Sometimes it is incumbent upon national organisations, even membership organisations, to give tough messages.  General practice urgently needs to change.  The RCGP had an opportunity with this document to make this point, but shied away for fearing of upsetting those members who don’t want to hear it.

Absent from the document is any mention of the impact of commissioning.  It is totally ignored.  Now you could argue this is a clinical commissioning website so I am bound to say that, but as a minimum you would expect the 2022 GP to at least reference the impact of clinical commissioning, particularly given it is a legal requirement for each practice to be a member of a CCG.

Candace Imison in her blog on the King’s Fund website asks whether clinical commissioning will stand in the way of developing GP federations?  She says, ‘It would be tragic if, by developing GPs as commissioners, we undermine their growth and development as providers’.

Nearly every CCG I know is prioritising the development of primary care.  Because CCG leaders understand primary care, and because CCGs understand that the development of primary care is critical to their own success, Candace’s fear is unfounded, and in fact the reverse is true – CCGs will accelerate the development of general practice as providers.  The RCGP could, and should, have at least acknowledged this.

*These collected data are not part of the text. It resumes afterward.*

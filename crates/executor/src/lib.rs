//! Query executor (§4.10). Interprets a `planner::PhysicalPlan` against a
//! `Catalog` and `TableStore`, maintaining whatever B+Tree/hash indexes are
//! registered for the statement's table as it goes.
//!
//! Unlike the teacher's pull-based Volcano tree, there is no join and no
//! planner-chosen access method left to pull lazily: `TableStore::scan`
//! already walks pages and applies the WHERE predicate in one call, so a
//! `Select` plan is interpreted as a short, fixed pipeline over a
//! materialized `Vec<Row>` — scan → reduce → order by → limit → project —
//! rather than a tree of operators pulling from one another.

mod ddl;
mod dml;
mod indexes;
mod limit;
mod project;
mod reduce;
mod sort;
#[cfg(test)]
mod tests;

pub use indexes::{IndexHandle, IndexRegistry};

use catalog::Catalog;
use common::{DbResult, RowMap};
use planner::PhysicalPlan;

/// Outcome of executing one statement.
#[derive(Clone, Debug, PartialEq)]
pub struct ExecutionResult {
    pub message: String,
    pub columns: Vec<String>,
    pub rows: Vec<RowMap>,
    pub rows_affected: u64,
}

impl ExecutionResult {
    fn ddl(message: impl Into<String>) -> Self {
        Self { message: message.into(), columns: Vec::new(), rows: Vec::new(), rows_affected: 0 }
    }

    fn dml(message: impl Into<String>, rows_affected: u64) -> Self {
        Self { message: message.into(), columns: Vec::new(), rows: Vec::new(), rows_affected }
    }

    fn query(columns: Vec<String>, rows: Vec<RowMap>) -> Self {
        let rows_affected = rows.len() as u64;
        Self { message: format!("{rows_affected} row(s)"), columns, rows, rows_affected }
    }
}

/// Runs one physical plan to completion, applying every side effect
/// (row mutation, index maintenance, flush) before returning.
pub fn execute(
    plan: PhysicalPlan,
    catalog: &mut Catalog,
    store: &mut buffer::TableStore,
    indexes: &mut IndexRegistry,
) -> DbResult<ExecutionResult> {
    let result = match plan {
        PhysicalPlan::CreateTable { name, columns } => ddl::create_table(catalog, store, name, columns),
        PhysicalPlan::CreateIndex { table, index_name, column, kind, unique } => {
            ddl::create_index(catalog, store, indexes, table, index_name, column, kind, unique)
        }
        PhysicalPlan::DropIndex { name } => ddl::drop_index(catalog, store, indexes, name),
        PhysicalPlan::Insert { table, values } => dml::insert(catalog, store, indexes, table, values),
        PhysicalPlan::Update { table, assignments, predicate } => {
            dml::update(catalog, store, indexes, table, assignments, predicate)
        }
        PhysicalPlan::Delete { table, predicate } => dml::delete(catalog, store, indexes, table, predicate),
        PhysicalPlan::Select { table, predicate, reduction, order_by, limit, projection } => {
            select(catalog, store, table, predicate, reduction, order_by, limit, projection)
        }
    }?;
    store.flush_all()?;
    Ok(result)
}

#[allow(clippy::too_many_arguments)]
fn select(
    catalog: &Catalog,
    store: &mut buffer::TableStore,
    table: String,
    predicate: Option<expr::Expr>,
    reduction: planner::Reduction,
    order_by: Vec<parser::OrderByItem>,
    limit: Option<u64>,
    projection: Vec<parser::SelectItem>,
) -> DbResult<ExecutionResult> {
    let meta = catalog.table(&table)?;
    let source_columns = meta.schema.column_names();

    let rows = store.scan(&table, predicate.as_ref())?;
    let (columns, rows) = reduce::apply(&source_columns, rows, reduction)?;
    let rows = sort::apply(&columns, rows, &order_by)?;
    let rows = limit::apply(rows, limit);
    let (out_columns, out_rows) = project::apply(&columns, rows, &projection)?;

    Ok(ExecutionResult::query(out_columns, out_rows))
}
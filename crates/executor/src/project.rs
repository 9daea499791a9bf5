//! Final projection: narrows the working row set to the select list (§4.10).
//!
//! Runs after reduction, so `columns` already reflects whatever the row
//! carries at this point — the table's own schema for a plain SELECT, or
//! group keys plus aggregate labels for GROUP BY/whole-input aggregation.
//! `*` passes the working row through unchanged; named items and aggregate
//! references are looked up by label.

use common::{DbResult, Row, RowMap};
use parser::{AggArg, SelectItem};
use types::Value;

pub fn apply(
    columns: &[String],
    rows: Vec<Row>,
    projection: &[SelectItem],
) -> DbResult<(Vec<String>, Vec<RowMap>)> {
    let out_columns: Vec<String> = projection
        .iter()
        .flat_map(|item| match item {
            SelectItem::Wildcard => columns.to_vec(),
            other => vec![other.default_label()],
        })
        .collect();

    let out_rows = rows
        .into_iter()
        .map(|row| {
            let mut map = RowMap::new();
            for item in projection {
                match item {
                    SelectItem::Wildcard => {
                        for (name, value) in columns.iter().zip(&row.values) {
                            map.insert(name.clone(), value.clone());
                        }
                    }
                    SelectItem::Column(name) => {
                        map.insert(name.clone(), lookup(columns, &row.values, name));
                    }
                    SelectItem::Aggregate { arg: AggArg::Column(name), alias, .. } => {
                        let label = alias.clone().unwrap_or_else(|| item.default_label());
                        map.insert(label.clone(), lookup(columns, &row.values, &label));
                    }
                    SelectItem::Aggregate { arg: AggArg::Star, .. } => {
                        let label = item.default_label();
                        map.insert(label.clone(), lookup(columns, &row.values, &label));
                    }
                }
            }
            map
        })
        .collect();

    Ok((out_columns, out_rows))
}

fn lookup(columns: &[String], values: &[Value], name: &str) -> Value {
    columns
        .iter()
        .position(|c| c == name)
        .map(|idx| values[idx].clone())
        .unwrap_or(Value::Null)
}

The final failure of the 2022 GP is that it does not make it absolutely crystal clear that it is first and foremost down to general practice to change itself.  I know this is in part a function of a royal college’s duty to gain external support, but what it does is place general practice in the role of the victim, which is not a place it needs to be.

Richard Vautrey, deputy GPC Chairman, sums this up in his comment, ‘The ball is in the government’s court – it must invest and build on the innovation and modern working of GPs across the country, or miss historic what the 2022 GP calls ‘a historic opportunity to harness the power of general practice to transform the health service we will have in 2022’.

But this doesn’t help general practice, or gain any support.  Roy Lilley’s summary of the 2022 GP was, ‘Guess what; they want more GPs.  Very dull and uninspiring’.  The document does come across a bit like ‘if you want a general practice like this it is going to cost you’, when what we needed was a document that empowered general practice to own the challenge and own the actions.

I am passionate about general practice, about its pivotal role in the health economy, and about how it sets the NHS apart from any other health system in the world.  But it desperately needs to change, and the RCGP have missed an opportunity to help it do so.